The other is always valued
January 29, 2007A couple months ago I prayed that God would show me what it meant to be fully present with someone else. I wanted to invest so deeply in them that I was not distracted by anything else around me or any strange thoughts running through my head. While I can’t say I was fully present, I did experience a conversation where I was very deeply present and not distracted. I focused on the other person and the conversation we were a part of very intently in spite of many other things going on around me. It was a wonderful experience, and a time of connection that I will never forget.
I learned another lesson that day though. While my choice to be fully present was a blessing to the person I engaged with it didn’t have that same effect for others. My choice to engage in one conversation meant I neglected other things. My actions hurt and offended someone I care deeply about. I broke that person’s trust.
Our actions and in-actions affect those around us. When we choose something we are not choosing other things.
“As spiritual leaders, we are called to serve those that have been entrusted to us. Leadership in God’s kingdom is always about a downward rising. We are also called to clothe ourselves with humility.
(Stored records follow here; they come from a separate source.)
/// Applies an array's relation list (§4.3 step 7/8) against its
/// already-updated children.
///
/// Two pieces of cross-relation state are threaded through the walk:
/// `index_scope` holds the one-shot left/right sub-array narrowing a
/// preceding `INDEX_ARRAY` relation leaves for the relation right after
/// it, and `open_accum` tracks the target of a currently-open
/// `MINUS_ACCUM` bracket so its matching close can be recognized.
fn apply_relations(scene: &mut Scene, children: &[NodeId], relations: &[crate::relation::Relation]) -> Result<()> {
    let mut index_scope: (Option<Vec<NodeId>>, Option<Vec<NodeId>>) = (None, None);
    let mut open_accum: Option<NodeId> = None;

    for relation in relations {
        let (left_override, right_override) = (index_scope.0.take(), index_scope.1.take());
        let left_children: &[NodeId] = left_override.as_deref().unwrap_or(children);
        let right_children: &[NodeId] = right_override.as_deref().unwrap_or(children);

        match relation.kind {
            RelationKind::IndexArray => {
                index_scope = (
                    sub_array_children(scene, operand(relation.obj1, left_children)),
                    sub_array_children(scene, operand(relation.obj2, right_children)),
                );
            }
            RelationKind::MinusAccum => {
                let Some(target) = operand(relation.obj1, left_children) else {
                    continue;
                };
                if open_accum == Some(target) {
                    push_clipper_marker(scene, target, ClipperElement::AccumEnd);
                    open_accum = None;
                } else {
                    push_clipper_marker(scene, target, ClipperElement::AccumStart);
                    open_accum = Some(target);
                }
            }
            RelationKind::MinusInner | RelationKind::MinusOuter => {
                let (Some(target), Some(clipper)) =
                    (operand(relation.obj1, left_children), operand(relation.obj2, right_children))
                else {
                    continue;
                };
                let clipper_trnode = scene.nodes.get(clipper).and_then(|n| n.trnode);
                if let Some(target_node) = scene.nodes.get_mut(target) {
                    if let Some(surface) = target_node.kind.as_surface_mut() {
                        merge_clippers(
                            &mut surface.custom_clippers,
                            clipper_trnode,
                            [(clipper, relation.kind)],
                        );
                    }
                }
            }
            RelationKind::BoundArray | RelationKind::BoundIndex => {
                if let (Some(bounder), Some(bounded)) =
                    (operand(relation.obj1, left_children), operand(relation.obj2, right_children))
                {
                    if let Some(node) = scene.nodes.get_mut(bounded) {
                        node.bvnode = Some(bounder);
                    }
                }
            }
            RelationKind::UntieArray | RelationKind::UntieIndex => {
                if let Some(bounded) =
                    operand(relation.obj2, right_children).or_else(|| operand(relation.obj1, left_children))
                {
                    if let Some(node) = scene.nodes.get_mut(bounded) {
                        node.bvnode = None;
                    }
                }
            }
        }
    }
    Ok(())
}

/// Resolves `INDEX_ARRAY`'s operand into the child list of the array it
/// names, or `None` if the operand is absent or not itself an `Array`
/// (in which case the following relation falls back to its default
/// scope, the immediate array's children).
fn sub_array_children(scene: &Scene, operand: Option<NodeId>) -> Option<Vec<NodeId>> {
    let node = scene.nodes.get(operand?)?;
    Some(node.kind.as_array()?.children.clone())
}

/// Pushes an accumulation-bracket marker directly onto `target`'s clipper
/// list, bypassing `merge_clippers`'s trnode-marker insertion — the
/// bracket itself carries no surface reference to key a trnode off of.
fn push_clipper_marker(scene: &mut Scene, target: NodeId, marker: ClipperElement) {
    if let Some(node) = scene.nodes.get_mut(target) {
        if let Some(surface) = node.kind.as_surface_mut() {
            surface.custom_clippers.push(marker);
        }
    }
}

fn operand(index: i32, children: &[NodeId]) -> Option<NodeId> {
    if index < 0 {
        return None;
    }
    children.get(index as usize).copied()
}

#[cfg(test)]
mod tests {
    use super::*;
    use crate::literal::{ArrayLiteral, CameraLiteral, ObjectLiteral, SideLiteral, SurfaceLiteral};
    use crate::material::Material;
    use crate::node::ShapeKind;
    use crate::relation::Relation;
    use crate::scene::Scene;

    fn build_camera_scene() -> Scene {
        let camera = CameraLiteral {
            transform: Transform3D::IDENTITY,
            animation: None,
            ambient_color: Vec3::ONE,
            ambient_intensity: 0.1,
            pov: 1.0,
            pos_delta: Vec3::ZERO,
            rot_delta: Vec3::ZERO,
        };
        Scene::build(
            ArrayLiteral {
                transform: Transform3D::IDENTITY,
                animation: None,
                children: vec![ObjectLiteral::Camera(camera)],
                relations: vec![],
            },
            RenderOpts::defaults(),
        )
        .unwrap()
    }

    #[test]
    fn phase0_fills_camera_basis() {
        let mut scene = build_camera_scene();
        update_phase0(&mut scene, 0.0).unwrap();
        let cam_id = scene.cameras()[0];
        let camera = scene.node(cam_id).unwrap().kind.as_camera().unwrap();
        let (right, up, forward) = camera.basis.expect("phase0 must fill in camera basis");
        assert!((right.length() - 1.0).abs() < 1e-4);
        assert!((up.length() - 1.0).abs() < 1e-4);
        assert!((forward.length() - 1.0).abs() < 1e-4);
        assert!(right.dot(forward).abs() < 1e-4);
    }

    #[test]
    fn identity_camera_looks_down_positive_z_with_screen_down_negative_y() {
        let mut scene = build_camera_scene();
        update_phase0(&mut scene, 0.0).unwrap();
        let cam_id = scene.cameras()[0];
        let camera = scene.node(cam_id).unwrap().kind.as_camera().unwrap();
        let (right, up, forward) = camera.basis.unwrap();
        assert!((right - Vec3::X).length() < 1e-4);
        assert!((up - (-Vec3::Y)).length() < 1e-4);
        assert!((forward - Vec3::Z).length() < 1e-4);
    }

    fn sphere_literal(material: crate::ids::MaterialId) -> SurfaceLiteral {
        SurfaceLiteral {
            transform: Transform3D::IDENTITY,
            animation: None,
            shape: ShapeKind::Sphere,
            coeffs: (1.0, 1.0, 1.0),
            clipper_min: Vec3::splat(-1.0),
            clipper_max: Vec3::splat(1.0),
            outer: SideLiteral { material },
            inner: None,
        }
    }

    #[test]
    fn index_array_narrows_only_the_following_relation_and_then_resets() {
        let mut scene = Scene::empty(RenderOpts::defaults());
        let material = scene.insert_material(Material::plain(Vec3::ONE));

        // root.children = [nested (0), target (1)]; nested.children = [sphere_a (0), sphere_b (1)]
        scene
            .attach_root(ArrayLiteral {
                transform: Transform3D::IDENTITY,
                animation: None,
                children: vec![
                    ObjectLiteral::Array(ArrayLiteral {
                        transform: Transform3D::IDENTITY,
                        animation: None,
                        children: vec![
                            ObjectLiteral::Surface(sphere_literal(material)),
                            ObjectLiteral::Surface(sphere_literal(material)),
                        ],
                        relations: vec![],
                    }),
                    ObjectLiteral::Surface(sphere_literal(material)),
                ],
                relations: vec![
                    Relation {
                        obj1: 0,
                        kind: RelationKind::IndexArray,
                        obj2: -1,
                    },
                    // Narrowed: obj1=0 now means nested.children[0] (sphere_a),
                    // not the nested array itself. obj2 was never narrowed, so
                    // it still means root.children[1] (target).
                    Relation {
                        obj1: 0,
                        kind: RelationKind::MinusOuter,
                        obj2: 1,
                    },
                    // No preceding INDEX_ARRAY here: scope must have reset, so
                    // obj1=0 now means the nested array again, which has no
                    // surface payload and silently accepts nothing.
                    Relation {
                        obj1: 0,
                        kind: RelationKind::MinusOuter,
                        obj2: 1,
                    },
                ],
            })
            .unwrap();

        update_phase0(&mut scene, 0.0).unwrap();

        let root = scene.node(scene.root()).unwrap().kind.as_array().unwrap();
        let nested_id = root.children[0];
        let target_id = root.children[1];
        let nested = scene.node(nested_id).unwrap().kind.as_array().unwrap();
        let sphere_a_id = nested.children[0];
        let sphere_b_id = nested.children[1];

        let sphere_a = scene.node(sphere_a_id).unwrap().kind.as_surface().unwrap();
        assert_eq!(sphere_a.custom_clippers.len(), 1, "only the narrowed relation should land a clipper");
        assert!(matches!(
            sphere_a.custom_clippers[0],
            ClipperElement::Clipper { surface, kind: RelationKind::MinusOuter } if surface == target_id
        ));

        let sphere_b = scene.node(sphere_b_id).unwrap().kind.as_surface().unwrap();
        assert!(sphere_b.custom_clippers.is_empty());

        let target = scene.node(target_id).unwrap().kind.as_surface().unwrap();
        assert!(target.custom_clippers.is_empty());
    }

    #[test]
    fn minus_accum_pair_brackets_its_clippers_into_one_group() {
        let mut scene = Scene::empty(RenderOpts::defaults());
        let material = scene.insert_material(Material::plain(Vec3::ONE));

        scene
            .attach_root(ArrayLiteral {
                transform: Transform3D::IDENTITY,
                animation: None,
                children: vec![
                    ObjectLiteral::Surface(sphere_literal(material)),
                    ObjectLiteral::Surface(sphere_literal(material)),
                    ObjectLiteral::Surface(sphere_literal(material)),
                ],
                relations: vec![
                    Relation {
                        obj1: 0,
                        kind: RelationKind::MinusAccum,
                        obj2: -1,
                    },
                    Relation {
                        obj1: 0,
                        kind: RelationKind::MinusOuter,
                        obj2: 1,
                    },
                    Relation {
                        obj1: 0,
                        kind: RelationKind::MinusOuter,
                        obj2: 2,
                    },
                    Relation {
                        obj1: 0,
                        kind: RelationKind::MinusAccum,
                        obj2: -1,
                    },
                ],
            })
            .unwrap();

        update_phase0(&mut scene, 0.0).unwrap();

        let root = scene.node(scene.root()).unwrap().kind.as_array().unwrap();
        let target_id = root.children[0];
        let clipper_a = root.children[1];
        let clipper_b = root.children[2];
        let target = scene.node(target_id).unwrap().kind.as_surface().unwrap();

        assert_eq!(target.custom_clippers.len(), 4);
        assert!(matches!(target.custom_clippers[0], ClipperElement::AccumStart));
        assert!(matches!(
            target.custom_clippers[1],
            ClipperElement::Clipper { surface, kind: RelationKind::MinusOuter } if surface == clipper_a
        ));
        assert!(matches!(
            target.custom_clippers[2],
            ClipperElement::Clipper { surface, kind: RelationKind::MinusOuter } if surface == clipper_b
        ));
        assert!(matches!(target.custom_clippers[3], ClipperElement::AccumEnd));
    }
}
We are to relate to one another in such a way that the other is always valued above ourselves. Imagine a world where everyone competed to out-serve the other.” (Uprising by Erwin Raphael McManus, 46)
This quote leaves me to question how I reach beyond myself and my own selfish ways to value others. What am I willing to risk, give up, share, do? Do I give to others how I am most comfortable giving, or do I give in the best way for them to receive? Is my life about humilty and rising downward, or selfishness and conceit? Can I imagine a world where we competed to out-serve? If I can imagine it am I willing to try to live that way?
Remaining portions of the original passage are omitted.